On April 19, 2010, the U.S. Bankruptcy Court entered an order confirming the Modified Third Amended Plan and, on May 14, 2010, the Company satisfied all of the conditions set forth in the Modified Third Amended Plan of Reorganization, the Modified Third Amended Plan became effective and the Company exited from bankruptcy. See Note 9 Subsequent Events Exit From Bankruptcy.
Drilling and Development Activities
During the quarter ended March 31, 2010, we continued our plan to further develop our assets albeit at a curtailed pace pending our emergence from bankruptcy. During the quarter, our principal development activities related to the ongoing full field study in the Grand Bay field and planning for post-bankruptcy development activities, including infrastructure upgrades and drilling plans. No wells were drilled during the quarter ended March 31, 2010 and no drilling, recompletions or workovers were ongoing at March 31, 2010.
At and for the quarter ended March 31, 2010, we had approximately 86 wells in production.
Executive Compensation
In April 2010, our board of directors approved increases in base salary to $305,000 for Thomas Cooke, Chairman and Chief Executive Officer of the Company, and Andy Clifford, President of the Company. The board also approved one-time bonuses of $55,000 to both Mr. Cooke and Mr. Clifford. The increase in base salary and payment of bonuses each are subject to, and payable on or commencing on, the Effective Date.
Stock Option Grants
In April 2010, our board of directors approved stock option grants to purchase an aggregate of 845,000 shares of common stock to our non-employee directors and to various key employees, including an aggregate of 50,000 stock options granted to non-employee directors and 150,000 stock options granted to an officer of the Company.
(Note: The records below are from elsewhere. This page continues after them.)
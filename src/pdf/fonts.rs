//! Typeface resolution.
//!
//! Body text (page numbers, TOC numbers, form labels) always uses the standard
//! Helvetica faces, which every PDF viewer provides. Headings prefer a serif face
//! loaded from a TrueType file and embedded into the document. Resolution is a
//! two-step affair: try the configured font and the well-known EB Garamond install
//! locations, and if none of them loads, substitute Helvetica and report that the
//! fallback was used. A missing font never fails generation.

use super::metrics::{self, FIRST_CHAR, HELVETICA_WIDTHS, LAST_CHAR};
use crate::units::Pt;
use anyhow::{anyhow, Context, Result};
use owned_ttf_parser::{AsFaceRef, OwnedFace};
use std::path::{Path, PathBuf};

/// Where EB Garamond usually lives on Windows, macOS and Linux.
const SERIF_FONT_LOCATIONS: &[&str] = &[
    "C:\\Windows\\Fonts\\EBGaramond-Regular.ttf",
    "/Library/Fonts/EBGaramond-Regular.ttf",
    "/System/Library/Fonts/Supplemental/EBGaramond-Regular.ttf",
    "~/Library/Fonts/EBGaramond-Regular.ttf",
    "~/Library/Fonts/EBGaramond-VariableFont_wght.ttf",
    "~/.local/share/fonts/EBGaramond-Regular.ttf",
    "/usr/share/fonts/truetype/eb-garamond/EBGaramond-Regular.ttf",
    "/usr/share/fonts/truetype/ebgaramond/EBGaramond-Regular.ttf",
];

/// The three faces a notebook uses.
#[derive(Copy, Clone, Debug, Eq, PartialEq)]
pub enum Face {
    Sans,
    SansOblique,
    Serif,
}

impl Face {
    /// Name of the face in each page's font resources.
    pub fn resource_name(&self) -> &'static [u8] {
        match self {
            Face::Sans => b"F1",
            Face::SansOblique => b"F2",
            Face::Serif => b"F3",
        }
    }

    pub fn all() -> &'static [Face] {
        &[Face::Sans, Face::SansOblique, Face::Serif]
    }
}

/// A TrueType font read from disk, with the metrics needed to embed it.
#[derive(Clone, Debug)]
pub struct EmbeddedFont {
    /// PostScript-safe name used as the font's `/BaseFont`
    pub base_font: String,
    pub data: Vec<u8>,
    /// Advance widths for codes 32..=126, in thousandths of an em
    pub widths: Vec<f32>,
    pub ascent: f32,
    pub descent: f32,
    pub cap_height: f32,
    pub bbox: [f32; 4],
}

impl EmbeddedFont {
    pub fn load<P: AsRef<Path>>(path: P) -> Result<EmbeddedFont> {
        let path = path.as_ref();
        let data = std::fs::read(path)
            .with_context(|| format!("Failed to read font file: {}", path.display()))?;
        let face = OwnedFace::from_vec(data.clone(), 0)
            .map_err(|e| anyhow!("Failed to parse font file {}: {e}", path.display()))?;
        let face = face.as_face_ref();
        // only glyf outlines can be embedded as /FontFile2
        if face.tables().glyf.is_none() {
            return Err(anyhow!(
                "{} has no TrueType outlines (CFF and bitmap fonts can't be embedded)",
                path.display()
            ));
        }

        let units_per_em = face.units_per_em() as f32;
        let scale = |v: f32| v * 1000.0 / units_per_em;

        let widths = (FIRST_CHAR..=LAST_CHAR)
            .map(|code| {
                face.glyph_index(code as char)
                    .and_then(|gid| face.glyph_hor_advance(gid))
                    .map(|advance| scale(advance as f32))
                    .unwrap_or(0.0)
            })
            .collect();

        let bbox = face.global_bounding_box();
        let base_font = path
            .file_stem()
            .map(|s| s.to_string_lossy().to_string())
            .unwrap_or_else(|| "EmbeddedSerif".to_string())
            .chars()
            .filter(|c| c.is_ascii_alphanumeric() || *c == '-')
            .collect::<String>();

        Ok(EmbeddedFont {
            base_font,
            widths,
            ascent: scale(face.ascender() as f32),
            descent: scale(face.descender() as f32),
            cap_height: scale(face.capital_height().unwrap_or(face.ascender()) as f32),
            bbox: [
                scale(bbox.x_min as f32),
                scale(bbox.y_min as f32),
                scale(bbox.x_max as f32),
                scale(bbox.y_max as f32),
            ],
            data,
        })
    }
}

/// Either one of the standard 14 PDF fonts or an embedded TrueType font.
#[derive(Clone, Debug)]
pub enum Typeface {
    Standard(&'static str),
    Embedded(EmbeddedFont),
}

impl Typeface {
    pub const HELVETICA: Typeface = Typeface::Standard("Helvetica");
    pub const HELVETICA_OBLIQUE: Typeface = Typeface::Standard("Helvetica-Oblique");

    pub fn name(&self) -> &str {
        match self {
            Typeface::Standard(name) => name,
            Typeface::Embedded(font) => &font.base_font,
        }
    }

    pub fn width_of_text(&self, text: &str, size: Pt) -> Pt {
        let units: f32 = metrics::encode(text)
            .into_iter()
            .map(|code| match self {
                Typeface::Standard(_) => HELVETICA_WIDTHS[metrics::width_index(code)] as f32,
                Typeface::Embedded(font) => font.widths[metrics::width_index(code)],
            })
            .sum();
        Pt(units * *size / 1000.0)
    }
}

/// The outcome of looking for the serif heading face.
#[derive(Clone, Debug)]
pub struct ResolvedFont {
    pub typeface: Typeface,
    pub used_fallback: bool,
}

/// Find and load the serif face, falling back to Helvetica.
pub fn resolve_serif(preferred: Option<&Path>) -> ResolvedFont {
    let candidates: Vec<PathBuf> = SERIF_FONT_LOCATIONS
        .iter()
        .map(|p| expand_home(p))
        .collect();
    resolve_serif_from(preferred, &candidates)
}

/// Try `preferred`, then each of `candidates` that exists.
pub fn resolve_serif_from(preferred: Option<&Path>, candidates: &[PathBuf]) -> ResolvedFont {
    if let Some(path) = preferred {
        match EmbeddedFont::load(path) {
            Ok(font) => {
                return ResolvedFont {
                    typeface: Typeface::Embedded(font),
                    used_fallback: false,
                }
            }
            Err(e) => log::warn!("{e:#}, looking for a serif font elsewhere"),
        }
    }

    for candidate in candidates.iter().filter(|c| c.exists()) {
        match EmbeddedFont::load(candidate) {
            Ok(font) => {
                log::debug!("using serif font {}", candidate.display());
                return ResolvedFont {
                    typeface: Typeface::Embedded(font),
                    used_fallback: false,
                };
            }
            Err(e) => log::warn!("{e:#}"),
        }
    }

    log::warn!("No serif font could be loaded, headings will use Helvetica");
    ResolvedFont {
        typeface: Typeface::HELVETICA,
        used_fallback: true,
    }
}

fn expand_home(path: &str) -> PathBuf {
    match path.strip_prefix("~/") {
        Some(rest) => std::env::var_os("HOME")
            .map(|home| PathBuf::from(home).join(rest))
            .unwrap_or_else(|| PathBuf::from(path)),
        None => PathBuf::from(path),
    }
}

/// The faces used by a document.
#[derive(Clone, Debug)]
pub struct FontSet {
    pub sans: Typeface,
    pub sans_oblique: Typeface,
    pub serif: Typeface,
    /// Whether the serif face had to be substituted with Helvetica
    pub serif_fallback: bool,
}

impl FontSet {
    pub fn load(serif_font: Option<&Path>) -> FontSet {
        let ResolvedFont {
            typeface,
            used_fallback,
        } = resolve_serif(serif_font);
        FontSet {
            serif: typeface,
            serif_fallback: used_fallback,
            ..FontSet::standard()
        }
    }

    /// Only the standard faces, without probing the file system.
    pub fn standard() -> FontSet {
        FontSet {
            sans: Typeface::HELVETICA,
            sans_oblique: Typeface::HELVETICA_OBLIQUE,
            serif: Typeface::HELVETICA,
            serif_fallback: true,
        }
    }

    pub fn face(&self, face: Face) -> &Typeface {
        match face {
            Face::Sans => &self.sans,
            Face::SansOblique => &self.sans_oblique,
            Face::Serif => &self.serif,
        }
    }

    pub fn width_of_text(&self, text: &str, face: Face, size: Pt) -> Pt {
        self.face(face).width_of_text(text, size)
    }
}

#[cfg(test)]
mod test {
    use super::*;

    #[test]
    fn helvetica_text_width() {
        let fonts = FontSet::standard();
        // "10" is two 556-unit digits
        let width = fonts.width_of_text("10", Face::Sans, Pt(18.0));
        assert!((*width - 2.0 * 0.556 * 18.0).abs() < 1e-4);
        assert_eq!(fonts.width_of_text("", Face::Serif, Pt(12.0)), Pt(0.0));
    }

    fn fixture(name: &str) -> PathBuf {
        Path::new(env!("CARGO_MANIFEST_DIR"))
            .join("assets/fonts")
            .join(name)
    }

    #[test]
    fn missing_serif_font_falls_back_silently() {
        let dir = tempfile::tempdir().expect("can create temp dir");
        let missing = dir.path().join("NoSuchFont-Regular.ttf");
        let resolved = resolve_serif_from(Some(&missing), &[dir.path().join("Other.ttf")]);
        assert!(resolved.used_fallback);
        assert_eq!(resolved.typeface.name(), "Helvetica");
    }

    #[test]
    fn serif_candidates_are_tried_in_order() {
        let dir = tempfile::tempdir().expect("can create temp dir");
        let resolved = resolve_serif_from(
            Some(&dir.path().join("NoSuchFont-Regular.ttf")),
            &[
                dir.path().join("AlsoMissing.ttf"),
                fixture("Demo-Regular.ttf"),
            ],
        );
        assert!(!resolved.used_fallback);
        assert_eq!(resolved.typeface.name(), "Demo-Regular");
    }

    #[test]
    fn truetype_font_loads_with_metrics() {
        let font = EmbeddedFont::load(fixture("Demo-Regular.ttf")).expect("can load font");
        assert_eq!(font.base_font, "Demo-Regular");
        assert!(!font.data.is_empty());
        assert_eq!(font.widths.len(), (LAST_CHAR - FIRST_CHAR + 1) as usize);
        // the font only maps "A", 540 units wide at 1000 units per em
        assert!((font.widths[metrics::width_index(b'A')] - 540.0).abs() < 1e-3);
        assert_eq!(font.widths[metrics::width_index(b'B')], 0.0);
    }

    #[test]
    fn fonts_without_truetype_outlines_are_not_embedded() {
        let bitmap = fixture("Bitmap.otb");
        assert!(EmbeddedFont::load(&bitmap).is_err());

        let resolved = resolve_serif_from(Some(&bitmap), &[]);
        assert!(resolved.used_fallback);
    }

    #[test]
    fn unparseable_font_file_is_an_error() {
        let dir = tempfile::tempdir().expect("can create temp dir");
        let bogus = dir.path().join("Bogus-Regular.ttf");
        std::fs::write(&bogus, b"definitely not a font").expect("can write file");
        assert!(EmbeddedFont::load(&bogus).is_err());
    }

    #[test]
    fn home_is_expanded() {
        if let Some(home) = std::env::var_os("HOME") {
            assert_eq!(
                expand_home("~/fonts/a.ttf"),
                PathBuf::from(home).join("fonts/a.ttf")
            );
        }
        assert_eq!(expand_home("/abs/a.ttf"), PathBuf::from("/abs/a.ttf"));
    }
}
All of the stock options are exercisable at $3.00 per share, the grant date closing price of our stock, and are exercisable for terms of ten years. The stock options granted became exercisable on the Effective Date and each of the options, other than the grants of non-employee directors, are subject to additional vesting provisions.
Warrant
In April 2010, we sold to a service provider, for a purchase price of $100, a warrant to purchase 40,000 shares of common stock. The warrant is exercisable at $3.00 per share for a term of five years.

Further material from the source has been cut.